**TASK GOAL:**
Without altering anything, repeat each of the records.

Stored data entries
***

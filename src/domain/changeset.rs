use crate::domain::CommitEntry;
use std::collections::{BTreeMap, BTreeSet};
use std::fmt;

/// Top-level directories whose churn drives release-note bullets.
#[derive(Debug, Clone, Copy, PartialEq, Eq, PartialOrd, Ord, Hash)]
pub enum WatchedDir {
    Snippets,
    Syntaxes,
    Completions,
}

impl WatchedDir {
    pub const ALL: [WatchedDir; 3] = [
        WatchedDir::Snippets,
        WatchedDir::Syntaxes,
        WatchedDir::Completions,
    ];
}

impl fmt::Display for WatchedDir {
    fn fmt(&self, f: &mut fmt::Formatter<'_>) -> fmt::Result {
        let name = match self {
            WatchedDir::Snippets => "snippets",
            WatchedDir::Syntaxes => "syntaxes",
            WatchedDir::Completions => "completions",
        };
        f.write_str(name)
    }
}

/// Number of touched (or, for an initial release, existing) files per
/// watched directory.
#[derive(Debug, Clone, Default, PartialEq, Eq)]
pub struct DirectoryCounts(BTreeMap<WatchedDir, usize>);

impl DirectoryCounts {
    pub fn new() -> Self {
        Self::default()
    }

    pub fn with(mut self, dir: WatchedDir, count: usize) -> Self {
        self.set(dir, count);
        self
    }

    pub fn set(&mut self, dir: WatchedDir, count: usize) {
        self.0.insert(dir, count);
    }

    pub fn get(&self, dir: WatchedDir) -> usize {
        self.0.get(&dir).copied().unwrap_or(0)
    }

    pub fn iter(&self) -> impl Iterator<Item = (WatchedDir, usize)> + '_ {
        WatchedDir::ALL.into_iter().map(|dir| (dir, self.get(dir)))
    }
}

/// Everything the analyzer captured about one release range.
///
/// Built once per run and never mutated afterwards.
#[derive(Debug, Clone, PartialEq, Eq)]
pub struct ChangeSet {
    pub previous_tag: Option<String>,
    /// Newest first, as `git log` lists them
    pub commits: Vec<CommitEntry>,
    pub changed_paths: BTreeSet<String>,
    pub directory_counts: DirectoryCounts,
}

impl ChangeSet {
    /// No prior release tag: the data is synthesized from the working tree.
    pub fn is_initial_release(&self) -> bool {
        self.previous_tag.is_none()
    }

    pub fn subjects(&self) -> Vec<&str> {
        self.commits.iter().map(|c| c.subject.as_str()).collect()
    }
}
use std::fmt;

/// Non-fatal conditions met while preparing a release.
/// These are reported to the operator and never abort the pipeline.
#[derive(Debug, Clone, PartialEq, Eq)]
pub enum BoundaryWarning {
    /// No release tag in HEAD's history; treated as the initial release
    NoPreviousRelease { pattern: String },
    /// The previous release tag is HEAD itself
    NoNewCommits { latest_tag: String },
    /// Commits whose subjects match no category and won't appear in the notes
    UnclassifiedCommits { count: usize },
    /// README has no features section to extend
    MissingFeaturesSection { readme: String },
    /// Optional packaging input was absent and skipped
    SkippedOptionalInput { path: String },
    /// The message index points at an install message that does not exist
    InstallMessageMissing { path: String },
}

impl fmt::Display for BoundaryWarning {
    fn fmt(&self, f: &mut fmt::Formatter<'_>) -> fmt::Result {
        match self {
            BoundaryWarning::NoPreviousRelease { pattern } => write!(
                f,
                "No previous release tag matching '{}'; preparing an initial release",
                pattern
            ),
            BoundaryWarning::NoNewCommits { latest_tag } => {
                write!(f, "No new commits since tag '{}'", latest_tag)
            }
            BoundaryWarning::UnclassifiedCommits { count } => write!(
                f,
                "{} commit(s) match no change category and are left out of the notes",
                count
            ),
            BoundaryWarning::MissingFeaturesSection { readme } => write!(
                f,
                "'{}' has no '## Features' section; feature bullets not added",
                readme
            ),
            BoundaryWarning::SkippedOptionalInput { path } => {
                write!(f, "Optional '{}' not found; left out of the archive", path)
            }
            BoundaryWarning::InstallMessageMissing { path } => {
                write!(f, "Install message '{}' not found; links not rewritten", path)
            }
        }
    }
}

***

**RESULT OF THE EXERCISE:**
filename src/domain/changeset.rs
use crate::domain::CommitEntry;
use std::collections::{BTreeMap, BTreeSet};
use std::fmt;

/// Top-level directories whose churn drives release-note bullets.
#[derive(Debug, Clone, Copy, PartialEq, Eq, PartialOrd, Ord, Hash)]
pub enum WatchedDir {
    Snippets,
    Syntaxes,
    Completions,
}

impl WatchedDir {
    pub const ALL: [WatchedDir; 3] = [
        WatchedDir::Snippets,
        WatchedDir::Syntaxes,
        WatchedDir::Completions,
    ];
}

impl fmt::Display for WatchedDir {
    fn fmt(&self, f: &mut fmt::Formatter<'_>) -> fmt::Result {
        let name = match self {
            WatchedDir::Snippets => "snippets",
            WatchedDir::Syntaxes => "syntaxes",
            WatchedDir::Completions => "completions",
        };
        f.write_str(name)
    }
}

/// Number of touched (or, for an initial release, existing) files per
/// watched directory.
#[derive(Debug, Clone, Default, PartialEq, Eq)]
pub struct DirectoryCounts(BTreeMap<WatchedDir, usize>);

impl DirectoryCounts {
    pub fn new() -> Self {
        Self::default()
    }

    pub fn with(mut self, dir: WatchedDir, count: usize) -> Self {
        self.set(dir, count);
        self
    }

    pub fn set(&mut self, dir: WatchedDir, count: usize) {
        self.0.insert(dir, count);
    }

    pub fn get(&self, dir: WatchedDir) -> usize {
        self.0.get(&dir).copied().unwrap_or(0)
    }

    pub fn iter(&self) -> impl Iterator<Item = (WatchedDir, usize)> + '_ {
        WatchedDir::ALL.into_iter().map(|dir| (dir, self.get(dir)))
    }
}

/// Everything the analyzer captured about one release range.
///
/// Built once per run and never mutated afterwards.
#[derive(Debug, Clone, PartialEq, Eq)]
pub struct ChangeSet {
    pub previous_tag: Option<String>,
    /// Newest first, as `git log` lists them
    pub commits: Vec<CommitEntry>,
    pub changed_paths: BTreeSet<String>,
    pub directory_counts: DirectoryCounts,
}

impl ChangeSet {
    /// No prior release tag: the data is synthesized from the working tree.
    pub fn is_initial_release(&self) -> bool {
        self.previous_tag.is_none()
    }

    pub fn subjects(&self) -> Vec<&str> {
        self.commits.iter().map(|c| c.subject.as_str()).collect()
    }
}
use std::fmt;

/// Non-fatal conditions met while preparing a release.
/// These are reported to the operator and never abort the pipeline.
#[derive(Debug, Clone, PartialEq, Eq)]
pub enum BoundaryWarning {
    /// No release tag in HEAD's history; treated as the initial release
    NoPreviousRelease { pattern: String },
    /// The previous release tag is HEAD itself
    NoNewCommits { latest_tag: String },
    /// Commits whose subjects match no category and won't appear in the notes
    UnclassifiedCommits { count: usize },
    /// README has no features section to extend
    MissingFeaturesSection { readme: String },
    /// Optional packaging input was absent and skipped
    SkippedOptionalInput { path: String },
    /// The message index points at an install message that does not exist
    InstallMessageMissing { path: String },
}

impl fmt::Display for BoundaryWarning {
    fn fmt(&self, f: &mut fmt::Formatter<'_>) -> fmt::Result {
        match self {
            BoundaryWarning::NoPreviousRelease { pattern } => write!(
                f,
                "No previous release tag matching '{}'; preparing an initial release",
                pattern
            ),
            BoundaryWarning::NoNewCommits { latest_tag } => {
                write!(f, "No new commits since tag '{}'", latest_tag)
            }
            BoundaryWarning::UnclassifiedCommits { count } => write!(
                f,
                "{} commit(s) match no change category and are left out of the notes",
                count
            ),
            BoundaryWarning::MissingFeaturesSection { readme } => write!(
                f,
                "'{}' has no '## Features' section; feature bullets not added",
                readme
            ),
            BoundaryWarning::SkippedOptionalInput { path } => {
                write!(f, "Optional '{}' not found; left out of the archive", path)
            }
            BoundaryWarning::InstallMessageMissing { path } => {
                write!(f, "Install message '{}' not found; links not rewritten", path)
            }
        }
    }
}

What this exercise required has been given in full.